- Battle of Nurunyu: Part of East African Campaign
| Date | 18 August 1917 |
| Location | Nurunyu, north of Lindi, German East Africa |
| Result | British victory |

Belligerents
- United Kingdom British East Africa; ;: German Empire German East Africa; ;

Commanders and leaders
- General C.O'Grady Colonel Taylor: Friedrich-Wilhelm von Chappuis Major Rothe

Units involved
- 25th Fusiliers 1/2 KAR: Abteilung Rothe Abteilung von Chappuis

Strength
- 560–600 British 600 Askaris: 90–105 Germans 720 Askaris

Casualties and losses
- 13 killed and 51 wounded: -210–226 killed and wounded

= Battle of Nurunyu =

1917 Battle

The Battle of Nurunyu took place on 18 August, 1917, in German East Africa during the First World War between the British East Africa and the Schutztruppe.

== Background ==
Following the inconclusive action at Tandamuti on 3 August, the Allied British Forces in the north of Lindi, which include the King's African Rifles and the 25th Fusiliers, regrouped and advanced again on 10 August. The German forces had abandoned Tandamuti Hill and retired to new strongly defended positions at Nurunyu.
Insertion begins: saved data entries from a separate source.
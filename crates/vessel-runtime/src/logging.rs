//! Logging setup using `tracing` and `tracing-subscriber`.
//!
//! ```rust,ignore
//! use vessel_runtime::logging::{LoggingBuilder, SpanEvents};
//!
//! LoggingBuilder::new()
//!     .directive("vessel_bus=debug")
//!     .span_events(SpanEvents::LIFECYCLE)
//!     .init();
//! ```

use std::ffi::OsStr;
use std::path::{Path, PathBuf};

use tracing::warn;
use tracing_appender::rolling;
use tracing_subscriber::prelude::*;
use tracing_subscriber::util::TryInitError;
use tracing_subscriber::{EnvFilter, fmt};

use crate::config::{LogFormat, LogOutput, LogRotation, LoggingConfig, SpanEventConfig};

/// Which span lifecycle events are logged.
///
/// Resolution and dispatch open spans per request, so `LIFECYCLE` shows
/// each one start and finish.
#[derive(Debug, Clone, Copy, Default, PartialEq, Eq)]
pub struct SpanEvents {
    pub new: bool,
    pub enter: bool,
    pub exit: bool,
    pub close: bool,
}

impl SpanEvents {
    pub const NONE: Self = Self {
        new: false,
        enter: false,
        exit: false,
        close: false,
    };

    pub const LIFECYCLE: Self = Self {
        new: true,
        enter: false,
        exit: false,
        close: true,
    };

    pub const FULL: Self = Self {
        new: true,
        enter: true,
        exit: true,
        close: true,
    };

    pub const ACTIVE: Self = Self {
        new: false,
        enter: true,
        exit: true,
        close: false,
    };

    fn to_fmt_span(self) -> fmt::format::FmtSpan {
        let mut span = fmt::format::FmtSpan::NONE;
        if self.new {
            span |= fmt::format::FmtSpan::NEW;
        }
        if self.enter {
            span |= fmt::format::FmtSpan::ENTER;
        }
        if self.exit {
            span |= fmt::format::FmtSpan::EXIT;
        }
        if self.close {
            span |= fmt::format::FmtSpan::CLOSE;
        }
        span
    }
}

impl From<&SpanEventConfig> for SpanEvents {
    fn from(config: &SpanEventConfig) -> Self {
        Self {
            new: config.new,
            enter: config.enter,
            exit: config.exit,
            close: config.close,
        }
    }
}

/// Installs the global subscriber described by `config`.
///
/// Does nothing if a subscriber is already installed.
pub fn init_from_config(config: &LoggingConfig) {
    let _ = LoggingBuilder::from_config(config).try_init();
}

/// Builder for the global tracing subscriber.
#[derive(Default)]
pub struct LoggingBuilder {
    directives: Vec<String>,
    level: Option<tracing::Level>,
    span_events: SpanEvents,
    format: LogFormat,
    output: LogOutput,
    with_target: bool,
    with_thread_ids: bool,
    with_file: bool,
    with_line_number: bool,
    file_path: Option<PathBuf>,
    rotation: LogRotation,
}

impl LoggingBuilder {
    pub fn new() -> Self {
        Self {
            with_target: true,
            ..Default::default()
        }
    }

    pub fn from_config(config: &LoggingConfig) -> Self {
        let mut builder = Self::new();

        builder.level = Some(config.level.to_tracing_level());
        builder.format = config.format;
        builder.output = config.output;
        builder.span_events = SpanEvents::from(&config.span_events);
        builder.with_thread_ids = config.thread_ids;
        builder.with_file = config.file_location;
        builder.with_line_number = config.file_location;
        builder.file_path.clone_from(&config.file_path);
        builder.rotation = config.rotation;

        let mut filters: Vec<_> = config.filters.iter().collect();
        filters.sort_by(|a, b| a.0.cmp(b.0));
        for (module, level) in filters {
            builder.directives.push(format!("{module}={level}"));
        }

        builder
    }

    pub fn with_level(mut self, level: tracing::Level) -> Self {
        self.level = Some(level);
        self
    }

    /// Adds a filter directive such as `vessel_core=trace`.
    pub fn directive(mut self, directive: &str) -> Self {
        self.directives.push(directive.to_string());
        self
    }

    pub fn span_events(mut self, events: SpanEvents) -> Self {
        self.span_events = events;
        self
    }

    pub fn format(mut self, format: LogFormat) -> Self {
        self.format = format;
        self
    }

    pub fn output(mut self, output: LogOutput) -> Self {
        self.output = output;
        self
    }

    pub fn with_target(mut self, enabled: bool) -> Self {
        self.with_target = enabled;
        self
    }

    pub fn with_thread_ids(mut self, enabled: bool) -> Self {
        self.with_thread_ids = enabled;
        self
    }

    pub fn with_file(mut self, enabled: bool) -> Self {
        self.with_file = enabled;
        self
    }

    pub fn with_line_number(mut self, enabled: bool) -> Self {
        self.with_line_number = enabled;
        self
    }

    pub fn file_path(mut self, path: PathBuf) -> Self {
        self.file_path = Some(path);
        self
    }

    pub fn rotation(mut self, rotation: LogRotation) -> Self {
        self.rotation = rotation;
        self
    }

    /// `RUST_LOG` wins over the configured level; directives are added on top.
    fn build_filter(&self) -> EnvFilter {
        let base_level = self.level.unwrap_or(tracing::Level::INFO);
        let base_filter = base_level.to_string().to_lowercase();

        let mut filter =
            EnvFilter::try_from_default_env().unwrap_or_else(|_| EnvFilter::new(&base_filter));

        for directive in &self.directives {
            match directive.parse() {
                Ok(d) => filter = filter.add_directive(d),
                Err(error) => warn!(directive, %error, "Ignoring invalid log filter directive"),
            }
        }

        filter
    }

    fn file_appender(path: &Path, rotation: LogRotation) -> rolling::RollingFileAppender {
        let dir = path.parent().unwrap_or_else(|| Path::new("."));
        let name = path.file_name().unwrap_or_else(|| OsStr::new("vessel.log"));
        match rotation {
            LogRotation::Never => rolling::never(dir, name),
            LogRotation::Hourly => rolling::hourly(dir, name),
            LogRotation::Daily => rolling::daily(dir, name),
        }
    }

    pub fn init(self) {
        let _ = self.try_init();
    }

    pub fn try_init(self) -> Result<(), TryInitError> {
        let filter = self.build_filter();
        let span_events = self.span_events.to_fmt_span();

        macro_rules! configure_layer {
            ($layer:expr) => {
                $layer
                    .with_span_events(span_events)
                    .with_target(self.with_target)
                    .with_thread_ids(self.with_thread_ids)
                    .with_thread_names(self.with_thread_ids)
                    .with_file(self.with_file)
                    .with_line_number(self.with_line_number)
            };
        }

        macro_rules! init_with_writer {
            ($writer:expr) => {
                match &self.format {
                    #[cfg(feature = "json-log")]
                    LogFormat::Json => {
                        let layer = fmt::layer()
                            .json()
                            .with_span_events(span_events)
                            .with_writer($writer);
                        tracing_subscriber::registry()
                            .with(layer)
                            .with(filter)
                            .try_init()
                    }
                    LogFormat::Compact => {
                        let layer = configure_layer!(fmt::layer().compact().with_writer($writer));
                        tracing_subscriber::registry()
                            .with(layer)
                            .with(filter)
                            .try_init()
                    }
                    LogFormat::Full => {
                        let layer = configure_layer!(fmt::layer().with_writer($writer));
                        tracing_subscriber::registry()
                            .with(layer)
                            .with(filter)
                            .try_init()
                    }
                    LogFormat::Pretty => {
                        let layer = configure_layer!(fmt::layer().pretty().with_writer($writer));
                        tracing_subscriber::registry()
                            .with(layer)
                            .with(filter)
                            .try_init()
                    }
                }
            };
        }

        match &self.output {
            LogOutput::Stdout => init_with_writer!(std::io::stdout),
            LogOutput::Stderr => init_with_writer!(std::io::stderr),
            LogOutput::File => match &self.file_path {
                Some(path) => init_with_writer!(Self::file_appender(path, self.rotation)),
                None => {
                    warn!("File output requested but no file path configured, using stdout");
                    init_with_writer!(std::io::stdout)
                }
            },
        }
    }
}
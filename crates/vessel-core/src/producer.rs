//! Registry of asynchronous producers.
//!
//! A producer is a factory that returns an [`AsyncHandle`] for some result type.
//! Producers are collected in a [`ProducerRegistryBuilder`] during bootstrap,
//! either explicitly or through the [`PRODUCERS`] distributed slice, and then
//! sealed into an immutable [`ProducerRegistry`].
//!
//! # Example
//!
//! ```rust,ignore
//! use vessel_core::linkme::distributed_slice;
//! use vessel_core::{PRODUCERS, ProducerRegistryBuilder, QualifierSet};
//!
//! #[distributed_slice(PRODUCERS)]
//! #[linkme(crate = vessel_core::linkme)]
//! static CLOCK: fn(&mut ProducerRegistryBuilder) = |builder| {
//!     builder.producer::<Clock, _>("clock", QualifierSet::new(), |executor| {
//!         executor.run_non_blocking(|| Ok(Arc::new(Clock::default())))
//!     });
//! };
//! ```

use std::fmt;
use std::sync::Arc;

use linkme::distributed_slice;
use tracing::debug;

use crate::executor::WorkerExecutor;
use crate::handle::AsyncHandle;
use crate::types::{BeanTypes, Instance, QualifierSet, TypeTag};

/// Registration hooks discovered at link time.
#[distributed_slice]
pub static PRODUCERS: [fn(&mut ProducerRegistryBuilder)];

/// Type-erased producer factory.
pub type ProducerFn = Arc<dyn Fn(&WorkerExecutor) -> AsyncHandle<Instance> + Send + Sync>;

/// Metadata and factory of one asynchronous producer.
#[derive(Clone)]
pub struct ProducerEntry {
    name: String,
    types: BeanTypes,
    qualifiers: QualifierSet,
    factory: ProducerFn,
}

impl ProducerEntry {
    pub fn new(
        name: impl Into<String>,
        types: BeanTypes,
        qualifiers: QualifierSet,
        factory: ProducerFn,
    ) -> Self {
        Self {
            name: name.into(),
            types,
            qualifiers,
            factory,
        }
    }

    /// A producer matches when its result type is assignable to `required`
    /// and its qualifiers include every requested qualifier.
    pub fn matches(&self, required: &TypeTag, qualifiers: &QualifierSet) -> bool {
        self.types.is_assignable_to(required) && self.qualifiers.contains_all(qualifiers)
    }

    /// Invokes the factory.
    pub fn produce(&self, executor: &WorkerExecutor) -> AsyncHandle<Instance> {
        (self.factory)(executor)
    }

    pub fn name(&self) -> &str {
        &self.name
    }

    pub fn types(&self) -> &BeanTypes {
        &self.types
    }

    pub fn qualifiers(&self) -> &QualifierSet {
        &self.qualifiers
    }
}

impl fmt::Debug for ProducerEntry {
    fn fmt(&self, f: &mut fmt::Formatter<'_>) -> fmt::Result {
        f.debug_struct("ProducerEntry")
            .field("name", &self.name)
            .field("types", &self.types)
            .field("qualifiers", &self.qualifiers)
            .finish_non_exhaustive()
    }
}

// =============================================================================
// Builder
// =============================================================================

/// Mutable registry used during bootstrap.
#[derive(Default)]
pub struct ProducerRegistryBuilder {
    entries: Vec<ProducerEntry>,
}

impl ProducerRegistryBuilder {
    pub fn new() -> Self {
        Self::default()
    }

    /// Adds a pre-built entry.
    pub fn register(&mut self, entry: ProducerEntry) -> &mut Self {
        debug!(
            producer = %entry.name,
            types = ?entry.types,
            qualifiers = %entry.qualifiers,
            "Registered async producer"
        );
        self.entries.push(entry);
        self
    }

    /// Adds a producer whose result type is exactly `T`.
    pub fn producer<T, F>(
        &mut self,
        name: impl Into<String>,
        qualifiers: QualifierSet,
        factory: F,
    ) -> &mut Self
    where
        T: ?Sized + Send + Sync + 'static,
        F: Fn(&WorkerExecutor) -> AsyncHandle<Arc<T>> + Send + Sync + 'static,
    {
        self.register_typed(name, BeanTypes::of::<T>(), qualifiers, factory)
    }

    /// Adds a producer of `T` that is also assignable to the extra views
    /// declared in `types`.
    pub fn register_typed<T, F>(
        &mut self,
        name: impl Into<String>,
        types: BeanTypes,
        qualifiers: QualifierSet,
        factory: F,
    ) -> &mut Self
    where
        T: ?Sized + Send + Sync + 'static,
        F: Fn(&WorkerExecutor) -> AsyncHandle<Arc<T>> + Send + Sync + 'static,
    {
        let erased: ProducerFn = Arc::new(move |executor: &WorkerExecutor| {
            factory(executor).then_apply(|value| Instance::new(Arc::clone(value)))
        });
        self.register(ProducerEntry::new(name, types, qualifiers, erased))
    }

    /// Runs every hook in [`PRODUCERS`].
    pub fn scan(&mut self) -> &mut Self {
        for hook in PRODUCERS {
            hook(self);
        }
        self
    }

    pub fn len(&self) -> usize {
        self.entries.len()
    }

    pub fn is_empty(&self) -> bool {
        self.entries.is_empty()
    }

    /// Freezes the registry.
    pub fn seal(self) -> ProducerRegistry {
        ProducerRegistry {
            entries: self.entries.into(),
        }
    }
}

// =============================================================================
// Sealed registry
// =============================================================================

/// Immutable, cheaply cloneable set of producers.
#[derive(Clone, Default)]
pub struct ProducerRegistry {
    entries: Arc<[ProducerEntry]>,
}

impl ProducerRegistry {
    /// A registry with no producers.
    pub fn empty() -> Self {
        Self::default()
    }

    /// Returns every producer matching the request.
    pub fn find(&self, required: &TypeTag, qualifiers: &QualifierSet) -> Vec<&ProducerEntry> {
        self.entries
            .iter()
            .filter(|entry| entry.matches(required, qualifiers))
            .collect()
    }

    pub fn entries(&self) -> &[ProducerEntry] {
        &self.entries
    }

    pub fn len(&self) -> usize {
        self.entries.len()
    }

    pub fn is_empty(&self) -> bool {
        self.entries.is_empty()
    }
}

impl fmt::Debug for ProducerRegistry {
    fn fmt(&self, f: &mut fmt::Formatter<'_>) -> fmt::Result {
        f.debug_list().entries(self.entries.iter()).finish()
    }
}

#[cfg(test)]
mod tests {
    use super::*;

    struct Token(&'static str);

    #[test]
    fn test_find_respects_type_and_qualifiers() {
        let mut builder = ProducerRegistryBuilder::new();
        builder
            .producer::<Token, _>("plain", QualifierSet::new(), |_| {
                AsyncHandle::completed(Arc::new(Token("plain")))
            })
            .producer::<Token, _>("secure", QualifierSet::of(["secure"]), |_| {
                AsyncHandle::completed(Arc::new(Token("secure")))
            });
        let registry = builder.seal();
        let required = TypeTag::of::<Token>();

        assert_eq!(registry.len(), 2);
        assert_eq!(registry.find(&required, &QualifierSet::new()).len(), 2);
        let secure = registry.find(&required, &QualifierSet::of(["secure"]));
        assert_eq!(secure.len(), 1);
        assert_eq!(secure[0].name(), "secure");
        assert!(registry.find(&TypeTag::of::<String>(), &QualifierSet::new()).is_empty());
    }

    #[tokio::test]
    async fn test_produce_erases_value() {
        let mut builder = ProducerRegistryBuilder::new();
        builder.producer::<Token, _>("token", QualifierSet::new(), |_| {
            AsyncHandle::completed(Arc::new(Token("abc")))
        });
        let registry = builder.seal();

        let executor = WorkerExecutor::current();
        let instance = registry.entries()[0].produce(&executor).wait().await.unwrap();
        assert_eq!(instance.downcast::<Token>().unwrap().0, "abc");
    }
}
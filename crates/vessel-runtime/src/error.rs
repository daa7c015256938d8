//! Runtime error types.

use thiserror::Error;
use vessel_bus::BusError;

use crate::config::ConfigError;

/// Errors that can occur while building, starting or running the runtime.
#[derive(Error, Debug)]
pub enum RuntimeError {
    /// Configuration could not be loaded or is invalid.
    #[error(transparent)]
    Config(#[from] ConfigError),

    /// The event-loop thread could not be started.
    #[error("Failed to start event loop: {0}")]
    EventLoop(#[from] std::io::Error),

    /// Not every address confirmed its subscription in time.
    #[error(
        "Only {registered} of {total} message consumers registered within {timeout_ms} ms"
    )]
    SubscriptionTimeout {
        registered: usize,
        total: usize,
        timeout_ms: u64,
    },

    /// The bus refused a subscription.
    #[error("Failed to register message consumer for '{address}'")]
    Subscription {
        address: String,
        #[source]
        source: BusError,
    },
}

/// Result type for runtime operations.
pub type RuntimeResult<T> = Result<T, RuntimeError>;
Heavy rain over the next few days prevented any further operations against the Germans until the 17th August, when Brigadier-General O'Grady's Lindi Force received fresh instructions that once again they were to attempt to dislodge the enemy from their positions by means of outflanking and subsidiary movements.

== Battle ==
The British Forces, in a column formation under the commanded of Colonel Taylor, advanced in a column formation towards Nurunyu. The column had the 25th Frontiersmen battalion of the Royal Fusiliers and the 1/2 battalion of KAR . After their vanguard(1/2 KAR) drove towards the German patrol at 10:30 AM, and engaged with them and maintained continuous contact with the enemy as they pushed back the German left flank and drove a wedge between 19th FeldKompagnie and Tanga Kompagnie.  However, as the bush grew ever thicker so as to prevent deployment and German fire increased as reinforcements from their reserve were moved forward, the decision was made to take up a defensive position. By night, as the bushes were not a suitable defensive position, the 1/2 moved back 600 yards towards the 25th and a Strokes Mortar Section. Taylor's men hastily entrenched itself and, almost immediately, faced a determined German assault on its right flank, which was repulsed, only for further fierce attacks to follow on the rear and left, reinforced by the 3rd and 11th Feldkompagnies under von Lettow‑Vorbeck himself, who maintained heavy close‑range fire. yet the British held firm in their defensive square, replying with rifles, machine guns, and mortars until well after dark, when a brief lull at 8 p.m. allowed them to catch breath before the Germans reorganised and surrounded the position, launching a surprise night attack at 9.30 p.m. marked by a shrill whistle and a sudden burst of fire from the right flank, which triggered another intense twenty‑minute firefight before the Germans withdrew, leaving the British to brace for renewed assaults, redistribute ammunition, and endure the growing hardship of thirst with no water available inside the square.

== Aftermath ==
Despite heavy fighting on 18 August, battalion losses were light one killed and four wounded, including the chaplain due to the protective dip in the ground, though the 1/2nd King's African Rifles suffered twelve dead and forty‑seven wounded. Meanwhile, the Germans had lost about 200 men. Dawn patrols found, the Germans had shifted 700 yards to new positions, allowing communications with G.H.Q. to reopen and supplies of ammunition and water to arrive, though rations remained bully beef and biscuit as fires were forbidden to avoid artillery targeting, and enemy shelling proved inaccurate in the thick bush, for four more days the force held its shallow trenches until, on 22 August, orders came to withdraw under cover of darkness, the 25th Royal Fusiliers reduced to a small machine‑gun company returning to camp to serve in reserve.